» EXERCISE
Reproduce word for word the lines between those holding "let x = x as usize;" and "for y in clipped.top..clipped.bottom", inclusive, and nothing else from the data below.

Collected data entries
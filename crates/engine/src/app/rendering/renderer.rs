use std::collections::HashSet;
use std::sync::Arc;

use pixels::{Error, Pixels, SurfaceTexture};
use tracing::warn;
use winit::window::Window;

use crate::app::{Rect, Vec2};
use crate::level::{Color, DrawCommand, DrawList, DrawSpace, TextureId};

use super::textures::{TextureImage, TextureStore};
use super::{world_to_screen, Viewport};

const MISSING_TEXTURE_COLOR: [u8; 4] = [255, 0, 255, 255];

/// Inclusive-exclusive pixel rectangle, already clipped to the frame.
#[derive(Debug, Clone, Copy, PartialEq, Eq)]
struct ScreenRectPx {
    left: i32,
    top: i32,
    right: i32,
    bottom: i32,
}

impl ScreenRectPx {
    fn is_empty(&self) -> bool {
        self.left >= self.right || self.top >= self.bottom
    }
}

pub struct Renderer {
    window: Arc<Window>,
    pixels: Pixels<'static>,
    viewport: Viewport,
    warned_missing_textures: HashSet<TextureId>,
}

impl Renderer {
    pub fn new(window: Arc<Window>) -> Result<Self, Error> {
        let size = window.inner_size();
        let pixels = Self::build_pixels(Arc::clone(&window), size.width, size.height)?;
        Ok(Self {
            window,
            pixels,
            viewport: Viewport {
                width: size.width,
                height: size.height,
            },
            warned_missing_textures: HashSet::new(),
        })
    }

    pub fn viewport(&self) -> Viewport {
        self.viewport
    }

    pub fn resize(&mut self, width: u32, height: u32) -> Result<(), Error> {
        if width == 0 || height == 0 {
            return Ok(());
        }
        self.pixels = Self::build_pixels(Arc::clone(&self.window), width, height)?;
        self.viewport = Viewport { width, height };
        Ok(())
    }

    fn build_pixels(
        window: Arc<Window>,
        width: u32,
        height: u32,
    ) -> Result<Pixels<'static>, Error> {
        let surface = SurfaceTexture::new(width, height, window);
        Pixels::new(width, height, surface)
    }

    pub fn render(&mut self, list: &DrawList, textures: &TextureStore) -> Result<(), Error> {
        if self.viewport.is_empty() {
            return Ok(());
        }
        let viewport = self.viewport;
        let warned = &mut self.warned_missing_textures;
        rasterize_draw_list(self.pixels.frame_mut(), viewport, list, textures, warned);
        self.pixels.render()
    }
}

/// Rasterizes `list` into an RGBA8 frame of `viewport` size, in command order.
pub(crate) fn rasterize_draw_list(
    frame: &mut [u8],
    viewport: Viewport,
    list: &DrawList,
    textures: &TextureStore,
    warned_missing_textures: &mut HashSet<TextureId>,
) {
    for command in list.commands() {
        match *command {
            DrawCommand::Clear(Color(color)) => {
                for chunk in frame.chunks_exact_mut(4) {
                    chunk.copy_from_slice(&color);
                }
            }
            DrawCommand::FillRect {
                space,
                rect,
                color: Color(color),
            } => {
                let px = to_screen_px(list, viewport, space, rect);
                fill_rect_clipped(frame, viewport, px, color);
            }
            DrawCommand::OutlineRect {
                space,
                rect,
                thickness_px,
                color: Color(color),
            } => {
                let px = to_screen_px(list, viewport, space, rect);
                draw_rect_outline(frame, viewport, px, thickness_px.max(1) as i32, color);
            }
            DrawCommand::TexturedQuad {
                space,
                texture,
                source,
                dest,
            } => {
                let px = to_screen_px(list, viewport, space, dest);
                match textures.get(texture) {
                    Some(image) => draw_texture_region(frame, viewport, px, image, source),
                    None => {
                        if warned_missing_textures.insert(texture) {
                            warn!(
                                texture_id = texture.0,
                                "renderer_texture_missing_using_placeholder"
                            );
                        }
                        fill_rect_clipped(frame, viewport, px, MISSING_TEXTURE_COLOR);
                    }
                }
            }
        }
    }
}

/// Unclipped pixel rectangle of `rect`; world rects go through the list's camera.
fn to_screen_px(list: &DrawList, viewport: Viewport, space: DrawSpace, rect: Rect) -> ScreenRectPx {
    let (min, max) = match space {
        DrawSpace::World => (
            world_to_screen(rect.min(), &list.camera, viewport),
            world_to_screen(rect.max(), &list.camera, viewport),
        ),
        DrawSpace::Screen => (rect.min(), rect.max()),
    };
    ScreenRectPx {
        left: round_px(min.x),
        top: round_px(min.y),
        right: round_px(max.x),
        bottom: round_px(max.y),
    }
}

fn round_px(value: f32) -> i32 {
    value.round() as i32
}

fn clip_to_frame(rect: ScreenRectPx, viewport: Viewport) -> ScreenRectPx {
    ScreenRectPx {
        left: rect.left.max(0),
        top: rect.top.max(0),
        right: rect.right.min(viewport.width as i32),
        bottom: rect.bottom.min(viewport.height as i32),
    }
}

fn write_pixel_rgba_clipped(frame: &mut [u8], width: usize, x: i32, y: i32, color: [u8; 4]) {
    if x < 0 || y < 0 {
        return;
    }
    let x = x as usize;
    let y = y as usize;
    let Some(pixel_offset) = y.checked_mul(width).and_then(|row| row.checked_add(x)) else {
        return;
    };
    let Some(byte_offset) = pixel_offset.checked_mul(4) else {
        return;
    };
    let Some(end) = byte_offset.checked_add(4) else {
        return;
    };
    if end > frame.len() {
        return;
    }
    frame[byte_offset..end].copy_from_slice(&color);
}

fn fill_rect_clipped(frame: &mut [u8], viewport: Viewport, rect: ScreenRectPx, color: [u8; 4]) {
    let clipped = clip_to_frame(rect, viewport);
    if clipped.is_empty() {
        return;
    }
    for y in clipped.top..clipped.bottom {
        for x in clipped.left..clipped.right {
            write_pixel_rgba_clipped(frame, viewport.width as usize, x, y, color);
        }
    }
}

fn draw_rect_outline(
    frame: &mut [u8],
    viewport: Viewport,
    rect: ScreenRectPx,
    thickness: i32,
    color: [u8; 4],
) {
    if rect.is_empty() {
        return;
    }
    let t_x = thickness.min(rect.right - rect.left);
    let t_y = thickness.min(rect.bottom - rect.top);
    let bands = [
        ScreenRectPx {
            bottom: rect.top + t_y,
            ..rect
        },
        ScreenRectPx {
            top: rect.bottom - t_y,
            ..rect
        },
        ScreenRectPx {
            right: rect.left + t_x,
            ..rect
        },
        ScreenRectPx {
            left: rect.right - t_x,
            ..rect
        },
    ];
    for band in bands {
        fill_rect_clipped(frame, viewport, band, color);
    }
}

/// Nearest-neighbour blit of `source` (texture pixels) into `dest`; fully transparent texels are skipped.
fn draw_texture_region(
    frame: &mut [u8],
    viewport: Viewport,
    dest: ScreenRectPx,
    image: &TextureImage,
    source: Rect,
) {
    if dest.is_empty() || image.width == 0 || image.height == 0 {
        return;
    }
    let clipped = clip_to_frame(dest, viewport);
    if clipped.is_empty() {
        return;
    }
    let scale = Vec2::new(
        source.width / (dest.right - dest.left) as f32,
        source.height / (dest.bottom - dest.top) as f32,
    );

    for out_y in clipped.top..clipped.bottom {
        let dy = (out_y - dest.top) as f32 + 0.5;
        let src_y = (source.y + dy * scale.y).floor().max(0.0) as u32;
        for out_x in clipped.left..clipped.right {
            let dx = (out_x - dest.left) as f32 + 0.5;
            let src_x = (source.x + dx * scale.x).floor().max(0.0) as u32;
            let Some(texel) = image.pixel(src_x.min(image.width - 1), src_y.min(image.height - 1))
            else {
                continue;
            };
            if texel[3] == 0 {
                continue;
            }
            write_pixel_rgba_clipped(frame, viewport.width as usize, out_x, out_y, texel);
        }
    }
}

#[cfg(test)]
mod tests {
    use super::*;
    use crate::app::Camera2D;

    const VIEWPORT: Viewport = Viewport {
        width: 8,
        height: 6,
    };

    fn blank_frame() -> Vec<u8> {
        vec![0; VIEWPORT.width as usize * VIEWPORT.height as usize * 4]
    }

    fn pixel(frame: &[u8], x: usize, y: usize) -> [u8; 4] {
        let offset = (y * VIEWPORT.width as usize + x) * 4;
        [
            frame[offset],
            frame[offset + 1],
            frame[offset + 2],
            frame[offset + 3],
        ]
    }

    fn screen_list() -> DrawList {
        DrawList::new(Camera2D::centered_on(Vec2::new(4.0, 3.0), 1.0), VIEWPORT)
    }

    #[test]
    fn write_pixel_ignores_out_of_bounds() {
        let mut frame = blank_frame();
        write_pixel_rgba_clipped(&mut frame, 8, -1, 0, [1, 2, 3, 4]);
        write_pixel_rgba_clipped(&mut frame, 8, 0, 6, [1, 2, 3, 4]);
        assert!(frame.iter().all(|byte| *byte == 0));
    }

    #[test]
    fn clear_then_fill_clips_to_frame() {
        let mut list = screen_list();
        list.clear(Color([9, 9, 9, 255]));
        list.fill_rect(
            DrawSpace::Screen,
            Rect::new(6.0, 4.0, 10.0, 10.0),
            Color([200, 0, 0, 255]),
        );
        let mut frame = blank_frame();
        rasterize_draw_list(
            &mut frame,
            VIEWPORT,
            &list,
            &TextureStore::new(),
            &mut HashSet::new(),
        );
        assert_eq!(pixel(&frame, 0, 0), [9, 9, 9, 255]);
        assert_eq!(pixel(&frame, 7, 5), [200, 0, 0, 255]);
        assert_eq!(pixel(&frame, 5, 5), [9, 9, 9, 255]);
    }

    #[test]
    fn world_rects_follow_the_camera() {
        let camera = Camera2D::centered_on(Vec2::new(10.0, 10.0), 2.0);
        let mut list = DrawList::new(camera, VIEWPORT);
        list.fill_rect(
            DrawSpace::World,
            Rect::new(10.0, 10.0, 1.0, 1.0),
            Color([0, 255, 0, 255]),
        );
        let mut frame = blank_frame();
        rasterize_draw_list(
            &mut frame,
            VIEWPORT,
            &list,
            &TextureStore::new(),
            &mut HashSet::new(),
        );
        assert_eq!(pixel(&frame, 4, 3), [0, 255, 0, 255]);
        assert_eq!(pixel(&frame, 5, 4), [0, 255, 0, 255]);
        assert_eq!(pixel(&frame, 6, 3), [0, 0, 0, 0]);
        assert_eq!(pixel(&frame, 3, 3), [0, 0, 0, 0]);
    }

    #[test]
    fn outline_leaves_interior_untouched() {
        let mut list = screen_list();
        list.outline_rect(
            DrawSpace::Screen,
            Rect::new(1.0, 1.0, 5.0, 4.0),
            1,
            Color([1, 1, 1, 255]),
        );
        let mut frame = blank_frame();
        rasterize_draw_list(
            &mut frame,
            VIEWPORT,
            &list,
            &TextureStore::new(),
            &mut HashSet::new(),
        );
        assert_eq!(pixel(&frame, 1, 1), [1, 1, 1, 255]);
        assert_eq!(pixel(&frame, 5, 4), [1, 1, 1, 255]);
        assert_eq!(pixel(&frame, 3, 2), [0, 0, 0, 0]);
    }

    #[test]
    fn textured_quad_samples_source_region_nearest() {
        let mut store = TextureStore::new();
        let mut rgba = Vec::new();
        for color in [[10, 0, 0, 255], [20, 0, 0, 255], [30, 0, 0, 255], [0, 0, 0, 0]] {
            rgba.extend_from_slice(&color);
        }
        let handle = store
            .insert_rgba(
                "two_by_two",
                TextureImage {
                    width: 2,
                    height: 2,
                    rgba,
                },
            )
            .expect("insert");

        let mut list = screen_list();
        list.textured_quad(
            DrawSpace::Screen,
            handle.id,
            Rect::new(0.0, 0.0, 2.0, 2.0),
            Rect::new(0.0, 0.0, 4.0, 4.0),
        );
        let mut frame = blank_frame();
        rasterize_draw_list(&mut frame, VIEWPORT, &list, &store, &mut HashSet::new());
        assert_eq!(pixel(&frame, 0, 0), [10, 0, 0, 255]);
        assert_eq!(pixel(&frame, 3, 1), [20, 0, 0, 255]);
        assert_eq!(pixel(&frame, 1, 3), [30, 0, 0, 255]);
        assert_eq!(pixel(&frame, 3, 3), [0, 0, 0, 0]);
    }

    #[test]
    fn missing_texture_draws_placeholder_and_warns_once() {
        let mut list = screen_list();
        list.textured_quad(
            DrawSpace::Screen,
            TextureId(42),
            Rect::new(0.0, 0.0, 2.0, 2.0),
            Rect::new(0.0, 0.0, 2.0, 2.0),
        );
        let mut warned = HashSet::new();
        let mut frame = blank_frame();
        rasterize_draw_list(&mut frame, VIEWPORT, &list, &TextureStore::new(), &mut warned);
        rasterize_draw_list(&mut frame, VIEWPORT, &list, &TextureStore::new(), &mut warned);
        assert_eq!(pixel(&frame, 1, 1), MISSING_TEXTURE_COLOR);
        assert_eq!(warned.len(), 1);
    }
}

---

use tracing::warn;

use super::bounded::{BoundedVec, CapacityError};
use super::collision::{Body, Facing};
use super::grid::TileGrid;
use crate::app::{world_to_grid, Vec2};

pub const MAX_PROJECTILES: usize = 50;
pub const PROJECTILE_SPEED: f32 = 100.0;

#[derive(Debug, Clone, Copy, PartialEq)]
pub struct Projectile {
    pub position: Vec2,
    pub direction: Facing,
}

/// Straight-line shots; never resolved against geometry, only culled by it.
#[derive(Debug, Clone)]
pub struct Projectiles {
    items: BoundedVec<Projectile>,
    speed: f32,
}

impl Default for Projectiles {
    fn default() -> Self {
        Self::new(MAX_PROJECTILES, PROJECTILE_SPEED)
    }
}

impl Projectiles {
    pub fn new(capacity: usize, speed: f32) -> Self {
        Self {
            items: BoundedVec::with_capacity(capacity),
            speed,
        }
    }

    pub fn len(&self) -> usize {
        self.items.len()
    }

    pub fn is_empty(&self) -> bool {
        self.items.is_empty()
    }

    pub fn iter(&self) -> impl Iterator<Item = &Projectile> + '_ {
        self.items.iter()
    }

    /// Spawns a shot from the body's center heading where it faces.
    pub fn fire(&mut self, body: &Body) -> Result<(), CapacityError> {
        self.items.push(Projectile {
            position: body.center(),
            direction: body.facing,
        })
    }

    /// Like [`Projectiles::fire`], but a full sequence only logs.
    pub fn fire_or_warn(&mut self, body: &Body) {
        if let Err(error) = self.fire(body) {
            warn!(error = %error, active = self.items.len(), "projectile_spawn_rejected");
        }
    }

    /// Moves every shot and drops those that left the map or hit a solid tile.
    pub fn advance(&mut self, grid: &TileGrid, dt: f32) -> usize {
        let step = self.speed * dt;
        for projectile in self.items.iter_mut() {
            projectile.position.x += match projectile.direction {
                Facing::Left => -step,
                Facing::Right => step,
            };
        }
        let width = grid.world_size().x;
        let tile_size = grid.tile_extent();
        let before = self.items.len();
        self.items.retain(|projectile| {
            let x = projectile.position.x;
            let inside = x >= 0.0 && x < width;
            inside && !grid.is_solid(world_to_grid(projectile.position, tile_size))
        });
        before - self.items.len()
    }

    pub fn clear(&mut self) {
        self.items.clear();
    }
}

...

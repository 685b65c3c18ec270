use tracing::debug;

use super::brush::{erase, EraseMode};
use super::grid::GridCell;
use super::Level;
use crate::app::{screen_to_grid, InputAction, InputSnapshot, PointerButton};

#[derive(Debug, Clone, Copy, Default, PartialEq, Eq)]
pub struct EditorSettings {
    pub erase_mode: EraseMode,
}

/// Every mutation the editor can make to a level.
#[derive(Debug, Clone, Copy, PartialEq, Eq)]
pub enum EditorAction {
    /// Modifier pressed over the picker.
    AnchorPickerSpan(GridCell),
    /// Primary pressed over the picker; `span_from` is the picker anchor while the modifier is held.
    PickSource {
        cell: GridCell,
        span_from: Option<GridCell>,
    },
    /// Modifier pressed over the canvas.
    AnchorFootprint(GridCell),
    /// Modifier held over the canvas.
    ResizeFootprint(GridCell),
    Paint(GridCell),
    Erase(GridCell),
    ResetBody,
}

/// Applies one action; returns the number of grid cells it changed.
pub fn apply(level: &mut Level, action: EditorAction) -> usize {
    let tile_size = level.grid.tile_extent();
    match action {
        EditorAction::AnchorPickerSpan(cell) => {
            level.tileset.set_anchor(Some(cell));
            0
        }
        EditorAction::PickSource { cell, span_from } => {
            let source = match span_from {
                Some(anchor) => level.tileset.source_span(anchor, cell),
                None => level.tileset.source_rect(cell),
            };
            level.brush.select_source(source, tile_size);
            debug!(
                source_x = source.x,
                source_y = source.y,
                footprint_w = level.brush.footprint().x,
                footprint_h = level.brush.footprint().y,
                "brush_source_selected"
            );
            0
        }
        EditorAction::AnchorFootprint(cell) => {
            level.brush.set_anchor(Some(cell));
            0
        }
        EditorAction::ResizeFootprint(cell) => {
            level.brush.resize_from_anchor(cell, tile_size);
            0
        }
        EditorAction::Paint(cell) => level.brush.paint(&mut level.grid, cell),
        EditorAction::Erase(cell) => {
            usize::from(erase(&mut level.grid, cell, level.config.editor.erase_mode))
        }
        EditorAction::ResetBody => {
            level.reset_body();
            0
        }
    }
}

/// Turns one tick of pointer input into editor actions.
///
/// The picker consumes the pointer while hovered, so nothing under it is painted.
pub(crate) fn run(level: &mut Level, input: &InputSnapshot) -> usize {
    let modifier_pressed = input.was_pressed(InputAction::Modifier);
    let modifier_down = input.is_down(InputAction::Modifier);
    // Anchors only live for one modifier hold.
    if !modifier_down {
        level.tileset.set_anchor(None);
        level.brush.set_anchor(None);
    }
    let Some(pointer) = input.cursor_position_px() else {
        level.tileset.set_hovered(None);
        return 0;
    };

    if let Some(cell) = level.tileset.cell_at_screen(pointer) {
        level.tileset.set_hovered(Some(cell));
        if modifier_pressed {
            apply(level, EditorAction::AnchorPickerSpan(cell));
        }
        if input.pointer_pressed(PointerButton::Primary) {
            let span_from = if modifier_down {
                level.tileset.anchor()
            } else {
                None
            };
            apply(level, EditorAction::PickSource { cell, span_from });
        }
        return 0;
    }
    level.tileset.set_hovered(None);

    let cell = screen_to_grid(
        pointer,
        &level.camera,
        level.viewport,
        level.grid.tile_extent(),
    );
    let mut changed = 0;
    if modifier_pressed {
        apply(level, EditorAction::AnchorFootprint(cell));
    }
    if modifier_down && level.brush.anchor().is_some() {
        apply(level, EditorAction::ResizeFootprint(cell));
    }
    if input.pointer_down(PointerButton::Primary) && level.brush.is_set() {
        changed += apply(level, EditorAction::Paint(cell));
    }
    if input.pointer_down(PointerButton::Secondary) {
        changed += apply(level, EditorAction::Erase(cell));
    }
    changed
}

» SOLUTION FOR THIS EXERCISE
    let x = x as usize;
    let y = y as usize;
    let Some(pixel_offset) = y.checked_mul(width).and_then(|row| row.checked_add(x)) else {
        return;
    };
    let Some(byte_offset) = pixel_offset.checked_mul(4) else {
        return;
    };
    let Some(end) = byte_offset.checked_add(4) else {
        return;
    };
    if end > frame.len() {
        return;
    }
    frame[byte_offset..end].copy_from_slice(&color);
}

fn fill_rect_clipped(frame: &mut [u8], viewport: Viewport, rect: ScreenRectPx, color: [u8; 4]) {
    let clipped = clip_to_frame(rect, viewport);
    if clipped.is_empty() {
        return;
    }
    for y in clipped.top..clipped.bottom {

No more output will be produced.